Across the globe, scientific reputations are being damaged with news about inexperienced researchers coming under pressure to publish research papers. Research fraud is being committed by fabricating or falsifying data and reporting incorrect findings. This negative trend is damaging the scientific integrity of researchers.
A recent Finnish study indicated that between 2010 and 2014, the number of articles published by “predatory” journals rose from 53,000 to half a million. Predatory journals are publications who charge money for fake peer reviews and publications. Reportedly, the Chinese government cracked down on more than 400 authors for damaging China’s scientific reputation with such fraudulent research papers.
In a bid to build up their resumes, young researchers are pushed to publish scientific research with fabricated data which hurts the community and makes it difficult for journals to sort through the noise. Reportedly, almost two percent scientists admitted to falsifying data, and almost 34% admitted to using questionable research practices. The survey further indicated that 14.2% resorted to even falsification. Not just that, tools like SCIGen are also being used to generate valid-looking articles. In 2013, the IEEE reportedly pulled 120 papers out of their publication since they were computer-generated.
Interestingly, a decade ago, researchers Jeremy Stribling, Dan Aguayo and Max Krohna of MIT’s Computer Science and Artificial Intelligence Lab (CSAIL) built a computer science paper generator that could stitch together nonsense papers with impressive graphs and such. The papers drummed up by SCIgen software were accepted at major conferences and even by reputed journals. Reportedly, the SCIgen software has been leveraged by scores of academics to publish journals articles and conference proceedings by reputed publishers such as Springer and the Institute of Electrical and Electronic Engineers (IEEE, US).
However, French computer scientist Cyril Labbe has spent a considerable amount of time flagging down these 120 SCIgen papers with ML tools.

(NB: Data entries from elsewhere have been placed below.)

use crate::types::{UnitInBoxLayout, VehicleLoad};
use serde::{Deserialize, Serialize};

/// A point in a 3D preview scene.
#[derive(Debug, Clone, Copy, PartialEq, Serialize, Deserialize)]
pub struct Position {
    pub x: f64,
    pub y: f64,
    pub z: f64,
}

/// Minimum corner of every unit in the box cavity, layer by layer.
///
/// `x` runs along the cavity length, `y` along its width and `z` upwards.
pub fn unit_positions(layout: &UnitInBoxLayout) -> Vec<Position> {
    let unit = layout.orientation;
    let counts = layout.counts;
    let mut positions = Vec::with_capacity(layout.total_units as usize);

    for iz in 0..counts.z {
        for iy in 0..counts.y {
            for ix in 0..counts.x {
                positions.push(Position {
                    x: ix as f64 * unit.length,
                    y: iy as f64 * unit.width,
                    z: iz as f64 * unit.height,
                });
            }
        }
    }

    positions
}

/// Center of every pallet in the cargo hold, with the floor grid centered on the origin.
///
/// Uses the viewer convention: `x` along the vehicle length, `z` along its
/// width and `y` up, so a floor pallet sits at half its height.
pub fn pallet_positions(load: &VehicleLoad) -> Vec<Position> {
    let length = load.pallet_length_in_vehicle;
    let width = load.pallet_width_in_vehicle;
    let height = load.pallet_height;

    let origin_x = -(load.pallets_along_length as f64 * length) / 2.0 + length / 2.0;
    let origin_z = -(load.pallets_along_width as f64 * width) / 2.0 + width / 2.0;

    let mut positions = Vec::with_capacity(load.total_pallets as usize);
    'layers: for layer in 0..load.layers {
        for ix in 0..load.pallets_along_length {
            for iz in 0..load.pallets_along_width {
                if positions.len() as u64 >= load.total_pallets {
                    break 'layers;
                }
                positions.push(Position {
                    x: origin_x + ix as f64 * length,
                    y: layer as f64 * height + height / 2.0,
                    z: origin_z + iz as f64 * width,
                });
            }
        }
    }

    positions
}
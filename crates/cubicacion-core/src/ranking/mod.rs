//! Picks the catalog box types that hold a mix of items in the fewest, fullest boxes.

use crate::multi::VolumetricPacker;
use crate::orientation::fits_any_orientation;
use crate::types::*;
use std::cmp::Ordering;
use tracing::debug;

#[cfg(test)]
mod tests;

/// Weight of each box used; dominates every other term.
const BIN_COUNT_WEIGHT: f64 = 1_000_000.0;
/// Weight of one point of global occupancy.
const OCCUPANCY_WEIGHT: f64 = 1_000.0;
/// Score bonus for box types flagged as preferred.
const PREFERRED_BONUS: f64 = 100.0;
/// Bin count charged to candidates that could not be packed.
const UNPACKED_BIN_COUNT: f64 = 999_999.0;

/// Evaluates every enabled box type of a catalog against a set of item lots.
pub struct BoxTypeRanker {
    lots: Vec<RankingLot>,
    catalog: Vec<BoxType>,
}

impl BoxTypeRanker {
    /// Keeps the lots worth packing and checks the catalog for non-finite measures.
    pub fn new(lots: Vec<RankingLot>, catalog: Vec<BoxType>) -> Result<Self> {
        for box_type in catalog.iter().filter(|b| b.enabled) {
            if !box_type.external.is_finite() || !box_type.wall_thickness.is_finite() {
                return Err(CubicacionError::InvalidInput(format!(
                    "Box type '{}' has non-finite measures",
                    box_type.code
                )));
            }
        }

        let lots = lots.into_iter().filter(RankingLot::is_usable).collect();

        Ok(Self { lots, catalog })
    }

    /// One evaluation per enabled box type, feasible or not, in catalog order.
    /// Empty when no lot is worth packing.
    pub fn evaluate_all(&self) -> Result<Vec<BoxTypeEvaluation>> {
        if self.lots.is_empty() {
            return Ok(Vec::new());
        }

        self.catalog
            .iter()
            .filter(|b| b.enabled)
            .map(|b| self.evaluate(b))
            .collect()
    }

    /// The `top_n` feasible box types, best score first.
    /// Candidates with equal scores keep their catalog order.
    pub fn rank(&self, top_n: usize) -> Result<Vec<BoxTypeEvaluation>> {
        let (mut feasible, rejected): (Vec<_>, Vec<_>) = self
            .evaluate_all()?
            .into_iter()
            .partition(|e| e.feasible && e.packing.is_some());

        for evaluation in &rejected {
            debug!(
                code = %evaluation.box_type.code,
                reasons = ?evaluation.reasons,
                "box type rejected"
            );
        }

        feasible.sort_by(|a, b| a.score.partial_cmp(&b.score).unwrap_or(Ordering::Equal));
        feasible.truncate(top_n);

        Ok(feasible)
    }

    fn evaluate(&self, box_type: &BoxType) -> Result<BoxTypeEvaluation> {
        let cavity = box_type.external.inner(box_type.wall_thickness);
        let capacity = cavity.volume();

        let mut reasons = Vec::new();
        if cavity.length <= 0.0 || cavity.width <= 0.0 || cavity.height <= 0.0 {
            reasons.push(Infeasibility::InvalidCavity);
        }
        if capacity <= 0.0 {
            reasons.push(Infeasibility::InvalidCapacity);
        }

        for ranking_lot in &self.lots {
            if !fits_any_orientation(&ranking_lot.dims, &cavity) {
                reasons.push(Infeasibility::ItemDoesNotFit {
                    key: ranking_lot.lot.key.clone(),
                });
            } else if ranking_lot.lot.unit_volume > capacity {
                reasons.push(Infeasibility::UnitVolumeExceedsCapacity {
                    key: ranking_lot.lot.key.clone(),
                });
            }
        }

        let feasible = reasons.is_empty();
        let packing = if feasible {
            let lots = self.lots.iter().map(|l| l.lot.clone()).collect();
            Some(VolumetricPacker::new(capacity, lots)?.pack())
        } else {
            None
        };

        let score = Self::score(packing.as_ref(), box_type.preferred);

        Ok(BoxTypeEvaluation {
            box_type: box_type.clone(),
            cavity,
            capacity,
            feasible,
            reasons,
            packing,
            score,
        })
    }

    /// Fewer boxes first, then higher occupancy, then preferred types.
    fn score(packing: Option<&MultiPackResult>, preferred: bool) -> f64 {
        let bins = packing.map_or(UNPACKED_BIN_COUNT, |p| f64::from(p.total_bins));
        let occupancy = packing.map_or(0.0, |p| p.global_occupancy_pct);
        let bonus = if preferred { PREFERRED_BONUS } else { 0.0 };

        bins * BIN_COUNT_WEIGHT - occupancy * OCCUPANCY_WEIGHT - bonus
    }
}
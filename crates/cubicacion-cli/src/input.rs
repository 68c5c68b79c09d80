//! Request files as people write them: mixed units, optional fields.
//! Everything is converted to one unit here, before the engine runs.

use anyhow::{bail, Context, Result};
use cubicacion_core::{
    BoxType, Container, Dims, Footprint, ItemLot, LengthUnit, MeasuredDims, PalletLoadRequest,
    RankingLot, UnitInBoxRequest, VehicleLoadRequest,
};
use serde::de::DeserializeOwned;
use serde::Deserialize;
use std::path::Path;

/// Reads a YAML or JSON file, chosen by extension.
pub fn load<T: DeserializeOwned>(path: &Path) -> Result<T> {
    let content = std::fs::read_to_string(path)
        .with_context(|| format!("Cannot read {}", path.display()))?;
    parse(&content, path)
}

fn parse<T: DeserializeOwned>(content: &str, path: &Path) -> Result<T> {
    let request = match path.extension().and_then(|s| s.to_str()) {
        Some("yaml") | Some("yml") => serde_yaml::from_str(content)?,
        _ => serde_json::from_str(content)?,
    };
    Ok(request)
}

/// `cubicacion box`: one product inside one box.
#[derive(Debug, Deserialize)]
pub struct BoxFile {
    pub item: MeasuredDims,
    #[serde(rename = "box")]
    pub box_external: MeasuredDims,
    /// Same unit as the box
    #[serde(default)]
    pub wall_thickness: f64,
}

impl BoxFile {
    /// Request in the box's own unit.
    pub fn to_request(&self) -> UnitInBoxRequest {
        let unit = self.box_external.unit;
        UnitInBoxRequest {
            item: self.item.to_dims(unit),
            box_external: self.box_external.to_dims(unit),
            wall_thickness: self.wall_thickness,
        }
    }
}

#[derive(Debug, Deserialize)]
pub struct ContainerInput {
    pub length: f64,
    pub width: f64,
    pub height: f64,
    #[serde(default)]
    pub unit: LengthUnit,
    #[serde(default)]
    pub max_payload_kg: Option<f64>,
}

impl ContainerInput {
    fn to_container(&self, target: LengthUnit) -> Container {
        let dims = MeasuredDims {
            length: self.length,
            width: self.width,
            height: self.height,
            unit: self.unit,
        }
        .to_dims(target);

        Container {
            length: dims.length,
            width: dims.width,
            height: dims.height,
            max_payload: self.max_payload_kg,
        }
    }
}

#[derive(Debug, Deserialize)]
pub struct VehicleInput {
    #[serde(flatten)]
    pub hold: ContainerInput,
    #[serde(default)]
    pub max_layers: Option<u32>,
}

/// `cubicacion pallet`: boxes on a pallet, optionally pallets in a vehicle.
#[derive(Debug, Deserialize)]
pub struct PalletFile {
    #[serde(rename = "box")]
    pub box_dims: MeasuredDims,
    #[serde(default)]
    pub units_per_box: Option<u32>,
    #[serde(default)]
    pub box_weight_kg: Option<f64>,
    pub pallet: ContainerInput,
    /// Same unit as the pallet
    #[serde(default)]
    pub max_load_height: Option<f64>,
    #[serde(default)]
    pub vehicle: Option<VehicleInput>,
}

impl PalletFile {
    /// Pallet request in meters.
    pub fn pallet_request(&self) -> PalletLoadRequest {
        PalletLoadRequest {
            box_dims: self.box_dims.to_dims(LengthUnit::Meter),
            units_per_box: self.units_per_box,
            box_weight: self.box_weight_kg,
            container: self.pallet.to_container(LengthUnit::Meter),
            max_load_height: self
                .max_load_height
                .map(|h| self.pallet.unit.to_meters(h)),
        }
    }

    /// Vehicle request in meters, for a pallet loaded up to `pallet_height`.
    pub fn vehicle_request(&self, pallet_height: f64) -> Option<VehicleLoadRequest> {
        let vehicle = self.vehicle.as_ref()?;
        let pallet = self.pallet.to_container(LengthUnit::Meter);

        Some(VehicleLoadRequest {
            pallet: Footprint {
                length: pallet.length,
                width: pallet.width,
            },
            pallet_height,
            vehicle: vehicle.hold.to_container(LengthUnit::Meter),
            max_layers: vehicle.max_layers.unwrap_or(1),
        })
    }
}

/// `cubicacion multi`: lots by volume into identical bins.
#[derive(Debug, Deserialize)]
pub struct MultiFile {
    /// Bin volume, in `unit` cubed
    pub bin_capacity: f64,
    /// Unit of every volume in the file
    #[serde(default)]
    pub unit: LengthUnit,
    pub lots: Vec<ItemLot>,
}

impl MultiFile {
    /// Capacity and lots in cubic meters.
    pub fn to_request(&self) -> (f64, Vec<ItemLot>) {
        let to_m3 = |v: f64| self.unit.convert_volume(v, LengthUnit::Meter);
        let lots = self
            .lots
            .iter()
            .cloned()
            .map(|mut lot| {
                lot.unit_volume = to_m3(lot.unit_volume);
                lot
            })
            .collect();
        (to_m3(self.bin_capacity), lots)
    }
}

#[derive(Debug, Deserialize)]
pub struct RankLotInput {
    pub key: String,
    #[serde(default)]
    pub code: Option<String>,
    #[serde(default)]
    pub description: Option<String>,
    pub quantity: u32,
    pub dims: MeasuredDims,
    /// Real unit volume in cubic meters; the bounding box when absent
    #[serde(default)]
    pub unit_volume_m3: Option<f64>,
}

#[derive(Debug, Deserialize)]
pub struct BoxTypeInput {
    pub code: String,
    #[serde(default)]
    pub description: Option<String>,
    pub external: MeasuredDims,
    /// Same unit as `external`
    #[serde(default)]
    pub wall_thickness: f64,
    #[serde(default)]
    pub tare_weight_kg: Option<f64>,
    #[serde(default)]
    pub max_payload_kg: Option<f64>,
    #[serde(default)]
    pub preferred: bool,
    #[serde(default = "enabled_by_default")]
    pub enabled: bool,
}

fn enabled_by_default() -> bool {
    true
}

/// `cubicacion rank`: which catalog boxes hold the lots best.
#[derive(Debug, Deserialize)]
pub struct RankFile {
    pub lots: Vec<RankLotInput>,
    pub catalog: Vec<BoxTypeInput>,
    #[serde(default)]
    pub top_n: Option<usize>,
}

impl RankFile {
    /// Lots and catalog in millimeters, volumes in cubic millimeters.
    pub fn to_request(&self) -> Result<(Vec<RankingLot>, Vec<BoxType>)> {
        let target = LengthUnit::Millimeter;

        let lots = self
            .lots
            .iter()
            .map(|input| {
                let dims = input.dims.to_dims(target);
                let unit_volume = match input.unit_volume_m3 {
                    Some(v) => LengthUnit::Meter.convert_volume(v, target),
                    None => dims.volume(),
                };
                RankingLot {
                    lot: ItemLot {
                        key: input.key.clone(),
                        code: input.code.clone(),
                        description: input.description.clone(),
                        quantity: input.quantity,
                        unit_volume,
                    },
                    dims,
                }
            })
            .collect();

        let catalog = self
            .catalog
            .iter()
            .map(|input| BoxType {
                code: input.code.clone(),
                description: input.description.clone(),
                external: input.external.to_dims(target),
                wall_thickness: input.external.unit.convert(input.wall_thickness, target),
                tare_weight: input.tare_weight_kg,
                max_payload: input.max_payload_kg,
                preferred: input.preferred,
                enabled: input.enabled,
            })
            .collect::<Vec<_>>();

        if catalog.is_empty() {
            bail!("The catalog must list at least one box type");
        }

        Ok((lots, catalog))
    }
}

/// Volume of `dims` expressed in cubic meters, for display.
pub fn volume_m3(dims: &Dims, unit: LengthUnit) -> f64 {
    unit.convert_volume(dims.volume(), LengthUnit::Meter)
}

#[cfg(test)]
mod tests {
    use super::*;
    use std::path::PathBuf;

    #[test]
    fn test_box_file_converts_item_to_box_unit() {
        let yaml = r#"
item: { length: 20, width: 15, height: 25, unit: cm }
box: { length: 400, width: 300, height: 300, unit: mm }
wall_thickness: 3
"#;
        let file: BoxFile = parse(yaml, &PathBuf::from("box.yaml")).unwrap();
        let request = file.to_request();

        assert!((request.item.length - 200.0).abs() < 1e-9);
        assert!((request.item.height - 250.0).abs() < 1e-9);
        assert_eq!(request.box_external, Dims::new(400.0, 300.0, 300.0));
        assert_eq!(request.wall_thickness, 3.0);
    }

    #[test]
    fn test_pallet_file_in_meters() {
        let json = r#"{
            "box": { "length": 400, "width": 300, "height": 300, "unit": "mm" },
            "units_per_box": 12,
            "box_weight_kg": 9.5,
            "pallet": { "length": 1.2, "width": 0.8, "height": 1.8, "max_payload_kg": 1000 },
            "max_load_height": 1.6,
            "vehicle": { "length": 13.6, "width": 2.4, "height": 2.7, "max_payload_kg": 24000 }
        }"#;
        let file: PalletFile = parse(json, &PathBuf::from("pallet.json")).unwrap();

        let pallet = file.pallet_request();
        assert!((pallet.box_dims.length - 0.4).abs() < 1e-12);
        assert_eq!(pallet.max_load_height, Some(1.6));
        assert_eq!(pallet.container.max_payload, Some(1000.0));

        let vehicle = file.vehicle_request(1.6).unwrap();
        assert_eq!(vehicle.max_layers, 1);
        assert_eq!(vehicle.pallet_height, 1.6);
        assert_eq!(vehicle.vehicle.max_payload, Some(24000.0));
    }

    #[test]
    fn test_pallet_file_without_vehicle() {
        let yaml = r#"
box: { length: 0.4, width: 0.3, height: 0.3 }
pallet: { length: 120, width: 80, height: 180, unit: cm }
max_load_height: 150
"#;
        let file: PalletFile = parse(yaml, &PathBuf::from("pallet.yml")).unwrap();

        let pallet = file.pallet_request();
        assert!((pallet.container.length - 1.2).abs() < 1e-12);
        assert!((pallet.max_load_height.unwrap() - 1.5).abs() < 1e-12);
        assert!(file.vehicle_request(1.5).is_none());
    }

    #[test]
    fn test_multi_file_volumes_to_cubic_meters() {
        let yaml = r#"
bin_capacity: 36000
unit: cm
lots:
  - { key: A, quantity: 10, unit_volume: 10000 }
"#;
        let file: MultiFile = parse(yaml, &PathBuf::from("multi.yaml")).unwrap();
        let (capacity, lots) = file.to_request();

        assert!((capacity - 0.036).abs() < 1e-12);
        assert!((lots[0].unit_volume - 0.01).abs() < 1e-12);
    }

    #[test]
    fn test_rank_file_uses_bounding_box_volume() {
        let yaml = r#"
lots:
  - { key: cube, quantity: 3, dims: { length: 10, width: 10, height: 10, unit: cm } }
  - { key: bag, quantity: 1, dims: { length: 100, width: 100, height: 100, unit: mm }, unit_volume_m3: 0.0005 }
catalog:
  - { code: C1, external: { length: 400, width: 300, height: 250, unit: mm }, wall_thickness: 4, preferred: true }
  - { code: C2, external: { length: 0.6, width: 0.4, height: 0.4 }, wall_thickness: 0.005, enabled: false }
"#;
        let file: RankFile = parse(yaml, &PathBuf::from("rank.yaml")).unwrap();
        let (lots, catalog) = file.to_request().unwrap();

        assert!((lots[0].lot.unit_volume - 1_000_000.0).abs() < 1e-3);
        assert!((lots[1].lot.unit_volume - 500_000.0).abs() < 1e-3);
        assert!(catalog[0].enabled);
        assert!(!catalog[1].enabled);
        assert!((catalog[1].wall_thickness - 5.0).abs() < 1e-9);
        assert!((catalog[1].external.length - 600.0).abs() < 1e-9);
    }

    #[test]
    fn test_rank_file_needs_catalog() {
        let file = RankFile {
            lots: Vec::new(),
            catalog: Vec::new(),
            top_n: None,
        };

        assert!(file.to_request().is_err());
    }
}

Now, AI and machine learning techniques are being used to exponentially improve the way that research is being conducted and published. Some of the top ways AI is being used to benefit the scientific community are:
- NLP tools are being used to fight plagiarism and identify sections which are reworded
- AI and machine learning techniques are being deployed to find data that is flawed or misreported. AI capabilities can detect how statistics was applied to arrive at a certain outcome. It is also being used to detect whether data was manipulated to get the desired result
Other Tools
Machine Box: To counter the menace of fake research, Machine Box leverages ML capabilities into Docker containers so that developers can easily incorporate NLP, facial detection, object recognition, etc into your the apps quickly. It is also cheaper than any of the cloud services and the data doesn’t leave the organisation/individual’s infrastructure.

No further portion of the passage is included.